From the material beneath, pull every line with the word "Mutex".

::: DATASET EXCERPTS :::

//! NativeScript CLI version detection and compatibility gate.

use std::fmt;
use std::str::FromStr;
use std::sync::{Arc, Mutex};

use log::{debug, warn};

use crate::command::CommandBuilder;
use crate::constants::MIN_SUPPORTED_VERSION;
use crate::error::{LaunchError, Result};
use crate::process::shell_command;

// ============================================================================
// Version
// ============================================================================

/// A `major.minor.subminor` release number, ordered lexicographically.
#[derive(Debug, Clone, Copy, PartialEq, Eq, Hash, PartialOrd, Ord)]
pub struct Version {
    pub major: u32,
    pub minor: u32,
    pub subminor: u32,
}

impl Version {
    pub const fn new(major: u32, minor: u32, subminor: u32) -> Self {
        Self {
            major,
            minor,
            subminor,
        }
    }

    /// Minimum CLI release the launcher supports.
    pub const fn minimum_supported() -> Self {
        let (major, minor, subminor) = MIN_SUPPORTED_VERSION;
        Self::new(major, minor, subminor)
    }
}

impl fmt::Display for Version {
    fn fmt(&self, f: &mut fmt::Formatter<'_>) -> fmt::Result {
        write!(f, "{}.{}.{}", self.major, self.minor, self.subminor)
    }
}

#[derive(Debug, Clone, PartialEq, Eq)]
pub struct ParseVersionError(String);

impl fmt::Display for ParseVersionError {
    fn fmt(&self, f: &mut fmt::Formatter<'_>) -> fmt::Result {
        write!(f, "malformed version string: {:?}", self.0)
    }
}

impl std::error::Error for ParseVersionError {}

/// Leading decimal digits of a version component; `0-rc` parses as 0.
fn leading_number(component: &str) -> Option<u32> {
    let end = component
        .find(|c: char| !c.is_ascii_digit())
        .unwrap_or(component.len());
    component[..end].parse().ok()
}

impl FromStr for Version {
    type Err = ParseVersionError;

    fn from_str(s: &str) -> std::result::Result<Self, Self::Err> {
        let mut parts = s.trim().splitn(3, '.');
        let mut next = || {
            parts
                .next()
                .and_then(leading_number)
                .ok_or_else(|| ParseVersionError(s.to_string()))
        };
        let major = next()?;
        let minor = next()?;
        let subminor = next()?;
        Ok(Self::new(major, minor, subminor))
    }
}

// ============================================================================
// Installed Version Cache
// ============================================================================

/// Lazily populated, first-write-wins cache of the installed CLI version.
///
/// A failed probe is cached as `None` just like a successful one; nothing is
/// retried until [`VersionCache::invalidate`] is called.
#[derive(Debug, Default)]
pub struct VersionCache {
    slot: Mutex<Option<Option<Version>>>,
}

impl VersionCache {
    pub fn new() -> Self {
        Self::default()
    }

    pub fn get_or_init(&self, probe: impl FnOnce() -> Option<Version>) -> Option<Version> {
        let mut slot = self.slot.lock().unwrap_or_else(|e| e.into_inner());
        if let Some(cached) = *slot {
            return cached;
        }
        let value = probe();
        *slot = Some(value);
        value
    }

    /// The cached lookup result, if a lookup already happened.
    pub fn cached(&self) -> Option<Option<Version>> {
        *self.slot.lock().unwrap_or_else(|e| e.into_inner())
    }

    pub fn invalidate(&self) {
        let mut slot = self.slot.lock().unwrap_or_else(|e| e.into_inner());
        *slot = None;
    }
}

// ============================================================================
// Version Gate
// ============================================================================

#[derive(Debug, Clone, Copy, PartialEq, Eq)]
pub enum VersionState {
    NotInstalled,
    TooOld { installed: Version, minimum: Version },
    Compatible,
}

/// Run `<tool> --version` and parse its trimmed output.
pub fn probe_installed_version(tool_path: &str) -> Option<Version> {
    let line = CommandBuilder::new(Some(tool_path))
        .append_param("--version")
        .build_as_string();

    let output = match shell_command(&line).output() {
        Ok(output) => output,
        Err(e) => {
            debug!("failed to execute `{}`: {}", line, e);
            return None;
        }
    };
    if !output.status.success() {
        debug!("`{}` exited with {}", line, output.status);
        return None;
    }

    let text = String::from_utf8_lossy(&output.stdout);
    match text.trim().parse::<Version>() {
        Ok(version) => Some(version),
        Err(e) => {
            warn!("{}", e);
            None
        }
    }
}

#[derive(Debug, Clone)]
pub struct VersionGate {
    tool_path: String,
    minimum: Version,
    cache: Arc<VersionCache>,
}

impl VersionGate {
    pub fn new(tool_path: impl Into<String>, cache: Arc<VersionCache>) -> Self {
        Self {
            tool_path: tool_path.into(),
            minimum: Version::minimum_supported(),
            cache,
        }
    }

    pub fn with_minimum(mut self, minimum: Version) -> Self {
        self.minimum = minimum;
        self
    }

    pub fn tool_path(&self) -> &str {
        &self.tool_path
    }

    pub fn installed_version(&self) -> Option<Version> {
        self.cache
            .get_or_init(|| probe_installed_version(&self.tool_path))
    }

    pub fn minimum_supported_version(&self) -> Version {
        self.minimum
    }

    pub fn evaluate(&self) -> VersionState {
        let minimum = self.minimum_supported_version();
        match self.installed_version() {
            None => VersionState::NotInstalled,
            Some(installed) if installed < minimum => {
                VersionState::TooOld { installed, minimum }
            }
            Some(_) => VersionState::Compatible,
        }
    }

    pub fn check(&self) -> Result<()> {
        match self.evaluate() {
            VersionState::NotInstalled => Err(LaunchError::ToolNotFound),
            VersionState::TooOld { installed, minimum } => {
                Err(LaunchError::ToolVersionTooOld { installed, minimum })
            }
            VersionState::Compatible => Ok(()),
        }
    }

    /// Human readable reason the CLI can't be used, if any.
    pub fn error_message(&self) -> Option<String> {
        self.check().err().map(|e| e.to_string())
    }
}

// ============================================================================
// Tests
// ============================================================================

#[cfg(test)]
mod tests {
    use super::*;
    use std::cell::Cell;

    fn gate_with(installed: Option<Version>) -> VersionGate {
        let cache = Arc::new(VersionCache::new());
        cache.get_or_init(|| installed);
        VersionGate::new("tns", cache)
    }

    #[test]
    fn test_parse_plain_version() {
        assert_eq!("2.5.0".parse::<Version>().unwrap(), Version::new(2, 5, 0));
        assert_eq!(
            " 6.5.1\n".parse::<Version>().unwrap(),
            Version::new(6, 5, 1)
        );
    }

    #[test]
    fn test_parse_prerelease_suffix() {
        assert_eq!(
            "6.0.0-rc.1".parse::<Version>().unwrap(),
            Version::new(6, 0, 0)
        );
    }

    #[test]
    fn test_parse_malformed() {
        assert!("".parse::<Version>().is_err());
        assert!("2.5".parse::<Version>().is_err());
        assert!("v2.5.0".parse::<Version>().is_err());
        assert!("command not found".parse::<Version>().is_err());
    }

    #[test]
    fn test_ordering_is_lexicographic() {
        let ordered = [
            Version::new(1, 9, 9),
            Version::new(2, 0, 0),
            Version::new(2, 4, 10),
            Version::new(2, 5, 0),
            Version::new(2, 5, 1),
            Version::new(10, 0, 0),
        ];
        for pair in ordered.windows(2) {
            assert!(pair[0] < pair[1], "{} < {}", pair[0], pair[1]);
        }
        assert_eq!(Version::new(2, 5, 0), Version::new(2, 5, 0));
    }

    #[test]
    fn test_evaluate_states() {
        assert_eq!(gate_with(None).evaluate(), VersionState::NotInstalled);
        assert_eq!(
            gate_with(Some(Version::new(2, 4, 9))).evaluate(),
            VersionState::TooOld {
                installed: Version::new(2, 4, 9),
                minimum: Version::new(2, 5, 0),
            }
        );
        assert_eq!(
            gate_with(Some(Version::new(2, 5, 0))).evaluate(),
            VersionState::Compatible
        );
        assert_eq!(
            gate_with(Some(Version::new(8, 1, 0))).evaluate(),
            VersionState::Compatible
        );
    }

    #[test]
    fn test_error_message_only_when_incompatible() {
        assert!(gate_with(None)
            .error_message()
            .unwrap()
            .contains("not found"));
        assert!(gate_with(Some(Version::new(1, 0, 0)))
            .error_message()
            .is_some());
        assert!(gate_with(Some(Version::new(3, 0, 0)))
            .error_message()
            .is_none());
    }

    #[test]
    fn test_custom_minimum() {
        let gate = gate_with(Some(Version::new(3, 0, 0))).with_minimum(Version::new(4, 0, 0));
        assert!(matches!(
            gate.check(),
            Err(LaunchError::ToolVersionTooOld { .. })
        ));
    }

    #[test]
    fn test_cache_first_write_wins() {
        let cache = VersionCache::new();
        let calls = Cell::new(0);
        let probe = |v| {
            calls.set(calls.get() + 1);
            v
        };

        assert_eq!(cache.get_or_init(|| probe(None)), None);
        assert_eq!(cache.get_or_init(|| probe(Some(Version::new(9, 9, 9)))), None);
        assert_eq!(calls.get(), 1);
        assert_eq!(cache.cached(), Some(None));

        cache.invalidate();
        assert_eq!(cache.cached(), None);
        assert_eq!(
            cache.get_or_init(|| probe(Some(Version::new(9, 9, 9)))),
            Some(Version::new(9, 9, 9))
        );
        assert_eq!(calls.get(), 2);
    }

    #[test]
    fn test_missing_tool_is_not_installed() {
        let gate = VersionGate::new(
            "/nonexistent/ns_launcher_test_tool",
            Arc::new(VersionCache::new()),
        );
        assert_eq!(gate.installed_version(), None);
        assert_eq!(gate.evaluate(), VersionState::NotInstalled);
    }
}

:::

» OUTPUT
use std::sync::{Arc, Mutex};
    slot: Mutex<Option<Option<Version>>>,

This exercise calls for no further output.